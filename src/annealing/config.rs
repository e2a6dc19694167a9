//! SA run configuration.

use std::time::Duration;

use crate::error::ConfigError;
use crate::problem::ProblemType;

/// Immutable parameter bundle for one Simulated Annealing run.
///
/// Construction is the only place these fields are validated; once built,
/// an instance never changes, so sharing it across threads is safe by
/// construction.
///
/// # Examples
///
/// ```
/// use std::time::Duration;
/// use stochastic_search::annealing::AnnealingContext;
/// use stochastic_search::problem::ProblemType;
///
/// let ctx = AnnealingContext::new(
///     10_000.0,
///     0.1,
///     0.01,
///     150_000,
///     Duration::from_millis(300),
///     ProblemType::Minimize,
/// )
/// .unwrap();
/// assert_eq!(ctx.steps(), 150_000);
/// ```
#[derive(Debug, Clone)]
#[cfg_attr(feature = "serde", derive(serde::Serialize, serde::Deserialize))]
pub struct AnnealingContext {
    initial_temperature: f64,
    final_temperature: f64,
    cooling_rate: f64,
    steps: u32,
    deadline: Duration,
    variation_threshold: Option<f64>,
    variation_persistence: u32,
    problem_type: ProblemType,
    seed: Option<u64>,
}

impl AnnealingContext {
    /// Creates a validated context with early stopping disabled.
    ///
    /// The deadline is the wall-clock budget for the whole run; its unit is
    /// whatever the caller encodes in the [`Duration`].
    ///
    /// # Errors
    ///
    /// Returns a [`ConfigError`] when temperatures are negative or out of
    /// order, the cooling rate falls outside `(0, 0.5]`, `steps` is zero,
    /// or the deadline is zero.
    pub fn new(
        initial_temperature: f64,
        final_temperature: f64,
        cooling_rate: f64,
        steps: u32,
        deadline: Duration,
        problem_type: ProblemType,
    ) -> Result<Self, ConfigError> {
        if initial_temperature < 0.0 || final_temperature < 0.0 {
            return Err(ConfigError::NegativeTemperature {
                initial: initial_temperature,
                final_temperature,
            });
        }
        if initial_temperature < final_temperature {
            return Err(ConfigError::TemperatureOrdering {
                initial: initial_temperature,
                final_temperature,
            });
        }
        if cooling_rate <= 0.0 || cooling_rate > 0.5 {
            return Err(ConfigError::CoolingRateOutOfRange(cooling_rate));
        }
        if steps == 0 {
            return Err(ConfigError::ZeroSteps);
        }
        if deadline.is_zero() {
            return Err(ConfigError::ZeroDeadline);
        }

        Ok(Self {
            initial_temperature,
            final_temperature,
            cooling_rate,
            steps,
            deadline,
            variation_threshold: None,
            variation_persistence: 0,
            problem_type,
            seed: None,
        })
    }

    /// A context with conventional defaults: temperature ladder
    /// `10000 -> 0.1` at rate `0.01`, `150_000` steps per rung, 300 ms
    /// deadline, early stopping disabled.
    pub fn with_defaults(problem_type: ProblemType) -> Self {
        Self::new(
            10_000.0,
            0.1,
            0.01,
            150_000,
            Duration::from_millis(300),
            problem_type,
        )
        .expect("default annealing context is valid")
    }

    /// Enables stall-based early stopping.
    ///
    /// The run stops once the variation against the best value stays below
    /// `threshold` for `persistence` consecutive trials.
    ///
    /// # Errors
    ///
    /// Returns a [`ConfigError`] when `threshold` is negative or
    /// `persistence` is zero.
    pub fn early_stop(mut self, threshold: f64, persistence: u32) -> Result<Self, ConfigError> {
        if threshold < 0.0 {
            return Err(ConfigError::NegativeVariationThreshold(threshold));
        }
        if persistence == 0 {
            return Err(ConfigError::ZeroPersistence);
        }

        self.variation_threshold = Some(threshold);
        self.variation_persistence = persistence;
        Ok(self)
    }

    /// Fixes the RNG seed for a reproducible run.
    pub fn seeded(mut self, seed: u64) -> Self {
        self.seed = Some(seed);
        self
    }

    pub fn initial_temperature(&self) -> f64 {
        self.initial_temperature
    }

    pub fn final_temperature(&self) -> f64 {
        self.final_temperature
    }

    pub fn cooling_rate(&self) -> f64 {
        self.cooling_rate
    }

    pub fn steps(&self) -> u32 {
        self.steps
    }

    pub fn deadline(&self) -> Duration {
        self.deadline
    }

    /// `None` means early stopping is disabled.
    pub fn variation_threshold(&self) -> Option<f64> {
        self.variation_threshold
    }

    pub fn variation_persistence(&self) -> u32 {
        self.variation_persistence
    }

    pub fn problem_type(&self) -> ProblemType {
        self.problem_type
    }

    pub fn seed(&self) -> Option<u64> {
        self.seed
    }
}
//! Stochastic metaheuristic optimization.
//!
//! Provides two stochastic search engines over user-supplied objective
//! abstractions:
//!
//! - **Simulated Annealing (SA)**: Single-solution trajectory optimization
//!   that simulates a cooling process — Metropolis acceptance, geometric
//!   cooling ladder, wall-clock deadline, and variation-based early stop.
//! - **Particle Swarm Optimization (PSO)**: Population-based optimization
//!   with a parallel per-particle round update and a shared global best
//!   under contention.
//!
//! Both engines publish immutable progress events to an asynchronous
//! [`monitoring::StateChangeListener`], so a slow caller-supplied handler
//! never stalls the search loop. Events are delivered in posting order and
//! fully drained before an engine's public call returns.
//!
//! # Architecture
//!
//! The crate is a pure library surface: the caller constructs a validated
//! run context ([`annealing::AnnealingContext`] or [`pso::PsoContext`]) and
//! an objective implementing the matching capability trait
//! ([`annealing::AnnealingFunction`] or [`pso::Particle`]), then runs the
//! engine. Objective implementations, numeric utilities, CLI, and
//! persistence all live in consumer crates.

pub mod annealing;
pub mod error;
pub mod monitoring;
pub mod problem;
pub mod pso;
━━━━━━━━━━━━━━━━
Work to be completed>
Across all the records, find the lines containing the word "ConfigError" and reproduce each one.

Task output>
use crate::error::ConfigError;
    /// Returns a [`ConfigError`] when temperatures are negative or out of
    ) -> Result<Self, ConfigError> {
            return Err(ConfigError::NegativeTemperature {
            return Err(ConfigError::TemperatureOrdering {
            return Err(ConfigError::CoolingRateOutOfRange(cooling_rate));
            return Err(ConfigError::ZeroSteps);
            return Err(ConfigError::ZeroDeadline);
    /// Returns a [`ConfigError`] when `threshold` is negative or
    pub fn early_stop(mut self, threshold: f64, persistence: u32) -> Result<Self, ConfigError> {
            return Err(ConfigError::NegativeVariationThreshold(threshold));
            return Err(ConfigError::ZeroPersistence);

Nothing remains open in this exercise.